### What to do
Lines where the string "None" appears are to be copied from the entries below.
::: Listed records
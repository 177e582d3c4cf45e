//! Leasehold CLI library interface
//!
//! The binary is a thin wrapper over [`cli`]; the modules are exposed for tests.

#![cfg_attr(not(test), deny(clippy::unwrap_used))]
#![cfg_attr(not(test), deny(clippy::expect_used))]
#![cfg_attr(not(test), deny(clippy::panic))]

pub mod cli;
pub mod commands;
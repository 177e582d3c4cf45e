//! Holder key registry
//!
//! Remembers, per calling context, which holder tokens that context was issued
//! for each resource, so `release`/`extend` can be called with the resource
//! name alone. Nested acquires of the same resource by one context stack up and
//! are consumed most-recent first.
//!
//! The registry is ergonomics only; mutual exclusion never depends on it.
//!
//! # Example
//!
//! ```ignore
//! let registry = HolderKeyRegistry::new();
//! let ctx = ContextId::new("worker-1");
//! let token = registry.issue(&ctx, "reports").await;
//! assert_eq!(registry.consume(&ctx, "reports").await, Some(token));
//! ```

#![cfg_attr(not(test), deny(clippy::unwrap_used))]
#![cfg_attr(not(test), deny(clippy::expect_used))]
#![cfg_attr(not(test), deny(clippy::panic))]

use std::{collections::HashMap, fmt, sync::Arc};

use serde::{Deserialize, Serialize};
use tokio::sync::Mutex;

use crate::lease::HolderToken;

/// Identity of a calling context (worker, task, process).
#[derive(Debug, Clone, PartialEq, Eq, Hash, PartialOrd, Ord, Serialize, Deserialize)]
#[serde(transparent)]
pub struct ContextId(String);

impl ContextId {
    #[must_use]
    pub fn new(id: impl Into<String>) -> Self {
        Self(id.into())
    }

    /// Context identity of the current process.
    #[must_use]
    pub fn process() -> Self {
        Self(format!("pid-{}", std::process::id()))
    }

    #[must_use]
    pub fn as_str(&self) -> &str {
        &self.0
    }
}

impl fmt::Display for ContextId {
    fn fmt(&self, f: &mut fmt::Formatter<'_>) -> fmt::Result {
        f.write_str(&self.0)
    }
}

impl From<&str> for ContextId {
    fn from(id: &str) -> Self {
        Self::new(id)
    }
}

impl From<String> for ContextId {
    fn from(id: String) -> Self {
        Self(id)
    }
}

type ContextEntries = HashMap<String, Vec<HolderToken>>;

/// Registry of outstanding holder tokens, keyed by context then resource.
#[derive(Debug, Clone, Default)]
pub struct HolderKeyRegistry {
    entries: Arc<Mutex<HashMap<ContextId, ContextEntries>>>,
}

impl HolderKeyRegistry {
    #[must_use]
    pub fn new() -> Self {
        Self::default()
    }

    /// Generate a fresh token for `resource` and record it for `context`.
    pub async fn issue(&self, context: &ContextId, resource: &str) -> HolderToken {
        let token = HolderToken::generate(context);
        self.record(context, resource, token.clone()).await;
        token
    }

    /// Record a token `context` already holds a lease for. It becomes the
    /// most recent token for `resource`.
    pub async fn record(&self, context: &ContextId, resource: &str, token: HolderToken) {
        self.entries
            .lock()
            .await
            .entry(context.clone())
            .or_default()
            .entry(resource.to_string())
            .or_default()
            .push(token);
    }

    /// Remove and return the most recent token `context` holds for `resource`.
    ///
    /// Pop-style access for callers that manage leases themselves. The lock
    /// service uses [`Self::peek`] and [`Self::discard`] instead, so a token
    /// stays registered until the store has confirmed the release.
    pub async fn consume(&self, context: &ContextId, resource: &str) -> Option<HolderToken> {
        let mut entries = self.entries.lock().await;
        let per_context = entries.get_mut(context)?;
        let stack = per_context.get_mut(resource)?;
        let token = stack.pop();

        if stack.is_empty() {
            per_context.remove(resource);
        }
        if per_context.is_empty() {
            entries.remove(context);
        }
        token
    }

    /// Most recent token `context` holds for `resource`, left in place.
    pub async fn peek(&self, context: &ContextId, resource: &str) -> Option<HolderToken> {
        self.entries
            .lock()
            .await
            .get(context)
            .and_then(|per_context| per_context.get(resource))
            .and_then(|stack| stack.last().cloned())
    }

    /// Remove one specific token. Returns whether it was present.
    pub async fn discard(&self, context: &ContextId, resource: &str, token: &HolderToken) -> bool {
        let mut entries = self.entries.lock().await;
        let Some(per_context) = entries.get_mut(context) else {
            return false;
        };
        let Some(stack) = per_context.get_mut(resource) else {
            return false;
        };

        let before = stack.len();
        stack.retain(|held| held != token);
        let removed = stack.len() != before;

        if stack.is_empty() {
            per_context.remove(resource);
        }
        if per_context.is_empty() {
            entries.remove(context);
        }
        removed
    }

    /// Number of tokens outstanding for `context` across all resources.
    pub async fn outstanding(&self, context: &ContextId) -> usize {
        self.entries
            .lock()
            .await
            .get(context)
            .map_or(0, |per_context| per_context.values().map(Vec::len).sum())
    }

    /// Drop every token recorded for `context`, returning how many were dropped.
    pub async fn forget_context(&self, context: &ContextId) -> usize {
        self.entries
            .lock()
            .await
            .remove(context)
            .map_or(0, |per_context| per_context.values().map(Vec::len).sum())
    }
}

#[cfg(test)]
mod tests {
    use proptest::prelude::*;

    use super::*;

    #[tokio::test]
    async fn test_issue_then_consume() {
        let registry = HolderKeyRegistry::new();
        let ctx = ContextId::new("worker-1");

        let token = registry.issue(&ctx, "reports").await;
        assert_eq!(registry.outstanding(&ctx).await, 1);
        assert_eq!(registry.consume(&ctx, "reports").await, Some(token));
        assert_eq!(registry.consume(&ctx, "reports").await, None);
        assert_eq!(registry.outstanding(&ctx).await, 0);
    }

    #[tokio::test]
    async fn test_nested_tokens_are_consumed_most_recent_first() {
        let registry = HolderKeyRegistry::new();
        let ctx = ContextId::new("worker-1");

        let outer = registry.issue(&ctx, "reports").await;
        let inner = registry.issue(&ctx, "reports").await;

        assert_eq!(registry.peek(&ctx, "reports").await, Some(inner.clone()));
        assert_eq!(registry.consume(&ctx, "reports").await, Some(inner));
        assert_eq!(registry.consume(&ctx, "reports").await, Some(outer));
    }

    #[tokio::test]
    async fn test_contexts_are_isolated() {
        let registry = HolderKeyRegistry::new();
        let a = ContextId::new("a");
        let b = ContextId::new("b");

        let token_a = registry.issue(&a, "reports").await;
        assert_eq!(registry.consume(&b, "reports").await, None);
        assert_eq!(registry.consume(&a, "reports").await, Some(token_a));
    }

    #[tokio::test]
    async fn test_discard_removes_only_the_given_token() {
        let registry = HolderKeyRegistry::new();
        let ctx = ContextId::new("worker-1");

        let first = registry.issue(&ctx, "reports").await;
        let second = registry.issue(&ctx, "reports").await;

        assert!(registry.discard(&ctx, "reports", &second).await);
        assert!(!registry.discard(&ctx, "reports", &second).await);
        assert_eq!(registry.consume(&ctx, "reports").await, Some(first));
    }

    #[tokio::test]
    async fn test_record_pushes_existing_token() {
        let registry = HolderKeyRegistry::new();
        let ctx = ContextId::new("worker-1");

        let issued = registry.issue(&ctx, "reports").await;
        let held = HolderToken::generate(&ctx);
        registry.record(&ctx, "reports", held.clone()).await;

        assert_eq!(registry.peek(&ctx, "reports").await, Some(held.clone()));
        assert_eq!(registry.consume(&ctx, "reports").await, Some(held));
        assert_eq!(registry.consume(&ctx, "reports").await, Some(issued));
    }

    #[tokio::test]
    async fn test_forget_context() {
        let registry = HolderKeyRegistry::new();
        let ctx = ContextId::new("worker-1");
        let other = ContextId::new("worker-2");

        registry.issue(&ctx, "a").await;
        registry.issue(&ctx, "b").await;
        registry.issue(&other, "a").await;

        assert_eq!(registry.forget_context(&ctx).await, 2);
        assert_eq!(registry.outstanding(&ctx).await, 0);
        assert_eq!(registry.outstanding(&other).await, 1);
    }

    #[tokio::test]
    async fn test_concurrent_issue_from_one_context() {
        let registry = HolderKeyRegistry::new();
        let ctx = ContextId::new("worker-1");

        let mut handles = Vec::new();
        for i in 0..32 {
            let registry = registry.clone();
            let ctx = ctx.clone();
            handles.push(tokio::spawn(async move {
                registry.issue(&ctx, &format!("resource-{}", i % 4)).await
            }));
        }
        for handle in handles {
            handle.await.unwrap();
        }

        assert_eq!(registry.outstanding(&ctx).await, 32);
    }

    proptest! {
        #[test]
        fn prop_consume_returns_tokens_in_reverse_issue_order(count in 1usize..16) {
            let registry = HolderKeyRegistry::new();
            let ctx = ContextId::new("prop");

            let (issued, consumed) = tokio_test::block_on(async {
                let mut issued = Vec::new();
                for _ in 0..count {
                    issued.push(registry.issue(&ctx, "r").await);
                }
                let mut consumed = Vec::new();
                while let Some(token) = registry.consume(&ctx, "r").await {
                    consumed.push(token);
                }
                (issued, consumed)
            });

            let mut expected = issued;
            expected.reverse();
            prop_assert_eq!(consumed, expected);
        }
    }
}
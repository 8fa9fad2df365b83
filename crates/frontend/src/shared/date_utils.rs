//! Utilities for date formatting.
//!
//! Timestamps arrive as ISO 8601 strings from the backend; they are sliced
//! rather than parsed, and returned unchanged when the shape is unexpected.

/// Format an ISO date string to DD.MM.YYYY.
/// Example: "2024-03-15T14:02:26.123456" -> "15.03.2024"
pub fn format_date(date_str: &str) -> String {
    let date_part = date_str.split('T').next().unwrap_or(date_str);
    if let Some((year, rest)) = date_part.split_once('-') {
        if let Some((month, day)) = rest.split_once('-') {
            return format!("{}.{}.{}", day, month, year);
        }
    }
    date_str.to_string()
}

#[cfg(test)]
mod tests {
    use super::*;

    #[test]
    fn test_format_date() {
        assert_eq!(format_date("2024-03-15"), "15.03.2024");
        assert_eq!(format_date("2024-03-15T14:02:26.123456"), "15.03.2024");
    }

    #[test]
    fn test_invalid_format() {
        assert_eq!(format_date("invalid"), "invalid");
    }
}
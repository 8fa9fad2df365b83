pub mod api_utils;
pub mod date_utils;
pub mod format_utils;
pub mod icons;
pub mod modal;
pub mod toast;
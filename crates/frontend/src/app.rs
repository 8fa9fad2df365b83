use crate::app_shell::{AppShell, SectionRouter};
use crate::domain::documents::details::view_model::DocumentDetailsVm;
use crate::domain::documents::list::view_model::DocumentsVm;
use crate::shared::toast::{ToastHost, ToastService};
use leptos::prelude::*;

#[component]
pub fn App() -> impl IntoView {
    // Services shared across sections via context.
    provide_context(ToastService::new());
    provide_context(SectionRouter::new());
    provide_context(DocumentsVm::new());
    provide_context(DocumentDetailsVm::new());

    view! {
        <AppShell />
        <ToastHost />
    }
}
::::::
### Result
        assert_eq!(registry.consume(&ctx, "reports").await, None);
        assert_eq!(registry.consume(&b, "reports").await, None);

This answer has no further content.